Mortgage Interest Deduction

One of the neatest deductions itemizing homeowners can take advantage of is the mortgage interest deduction, which you claim on Schedule A. To get the mortgage interest deduction, your mortgage must be secured by your home -- and your home can be a house, trailer, or boat, as long as you can sleep in it, cook in it, and it has a toilet.

Interest you pay on a mortgage of up to $1 million -- or $500,000 if you’re married filing separately -- is deductible when you use the loan to buy, build, or improve your home.

If you take on another mortgage (including a second mortgage, home equity loan, or home equity line of credit) to improve your home or to buy or build a second home, that counts towards the $1 million limit.

If you use loans secured by your home for other things -- like sending your kid to college -- you can still deduct the interest on loans up $100,000 ($50,000 for married filing separately) because your home secures the loan.

Prepaid Interest Deduction

Prepaid interest (or points) you paid when you took out your mortgage is generally 100% deductible in the year you paid it along with other mortgage interest.

If you refinance your mortgage and use that money for home improvements, any points you pay are also deductible in the same year.

But if you refinance to get a better rate or shorten the length of your mortgage, or to use the money for something other than home improvements, such as college tuition, you’ll need to deduct the points over the life of your mortgage. Say you refi into a 10-year mortgage and pay $3,000 in points. You can deduct $300 per year for 10 years.

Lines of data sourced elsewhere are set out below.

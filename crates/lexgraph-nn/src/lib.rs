// Allow minor clippy style warnings at crate level
#![allow(clippy::must_use_candidate)]
#![allow(clippy::return_self_not_must_use)]
#![allow(clippy::missing_errors_doc)]
#![allow(clippy::doc_markdown)]
#![allow(clippy::cast_precision_loss)]
#![allow(clippy::cast_possible_truncation)]
#![allow(clippy::module_name_repetitions)]

//! Learned graph topology and graph neural networks on candle.
//!
//! `lexgraph-nn` turns node embeddings into weighted graphs and runs
//! message passing over them. It sits between the text/graph substrate
//! (`lexgraph-core`) and task code.
//!
//! # Modules
//!
//! - [`similarity`]: pairwise similarity metrics (attention, weighted cosine,
//!   GAT attention, RBF kernel, cosine)
//! - [`sparsify`]: top-k and epsilon neighbourhoods
//! - [`regularize`]: smoothness, connectivity and sparsity penalties
//! - [`construction`]: dynamic graph construction from raw text
//! - [`convert`]: dense adjacency <-> [`lexgraph_core::GraphData`]
//! - [`graphsage`], [`ggnn`]: graph encoders
//! - [`classification`]: node classifier
//! - [`kg_completion`]: DistMult / TransE heads (requires `kge` feature)
//!
//! # Example: topology from embeddings
//!
//! ```rust
//! use candle_nn::VarMap;
//! use lexgraph_nn::{
//!     DynamicGraphConstructionBase, DynamicGraphConstructionConfig, ExecutionContext,
//!     SimMetricType,
//! };
//!
//! let ctx = ExecutionContext::cpu(42);
//! let varmap = VarMap::new();
//! let config = DynamicGraphConstructionConfig::new(SimMetricType::Cosine).with_top_k(1);
//! let base = DynamicGraphConstructionBase::new(config, ctx.var_builder(&varmap))?;
//!
//! let emb = ctx.tensor_from_rows(&[vec![1.0, 0.0], vec![0.0, 1.0], vec![1.0, 1.0]])?;
//! let sim = base.compute_similarity_metric(&emb, None)?;
//! let adj = base.sparsify_graph(&sim)?;
//! assert_eq!(adj.dims(), &[3, 3]);
//! # Ok::<(), lexgraph_nn::Error>(())
//! ```

pub mod classification;
pub mod construction;
mod context;
pub mod convert;
mod error;
pub mod ggnn;
pub mod graphsage;
#[cfg(feature = "kge")]
pub mod kg_completion;
pub mod ops;
pub mod regularize;
pub mod similarity;
pub mod sparsify;

pub use construction::{
    ConstructedGraph, DynamicGraphConstruction, DynamicGraphConstructionBase,
    DynamicGraphConstructionConfig, NodeEmbeddingGraphConstruction, TopologyOutput,
};
pub use context::ExecutionContext;
pub use convert::adj_to_graph;
pub use error::{Error, Result};
pub use regularize::{GraphRegularizer, RegularizationTerms};
pub use similarity::{pairwise_node_mask, SimMetricType, SimilarityMetric};
pub use sparsify::Sparsifier;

So what happens if you refi again down the road?

Example: Three years after your first refi, you refinance again. Using the $3,000 in points scenario above, you’ll have deducted $900 ($300 x 3 years) so far. That leaves $2,400, which you can deduct in full the year you complete your second refi. If you paid points for the new loan, the process starts again; you can deduct the points over the life of the loan.

Home mortgage interest and points are reported on Schedule A of IRS Form 1040.

Your lender will send you a Form 1098 that lists the points you paid. If not, you should be able to find the amount listed on the HUD-1 settlement sheet you got when you closed the purchase of your home or your refinance closing.

Property Tax Deduction

You can deduct on Schedule A the real estate property taxes you pay. If you have a mortgage with an escrow account, the amount of real estate property taxes you paid shows up on your annual escrow statement.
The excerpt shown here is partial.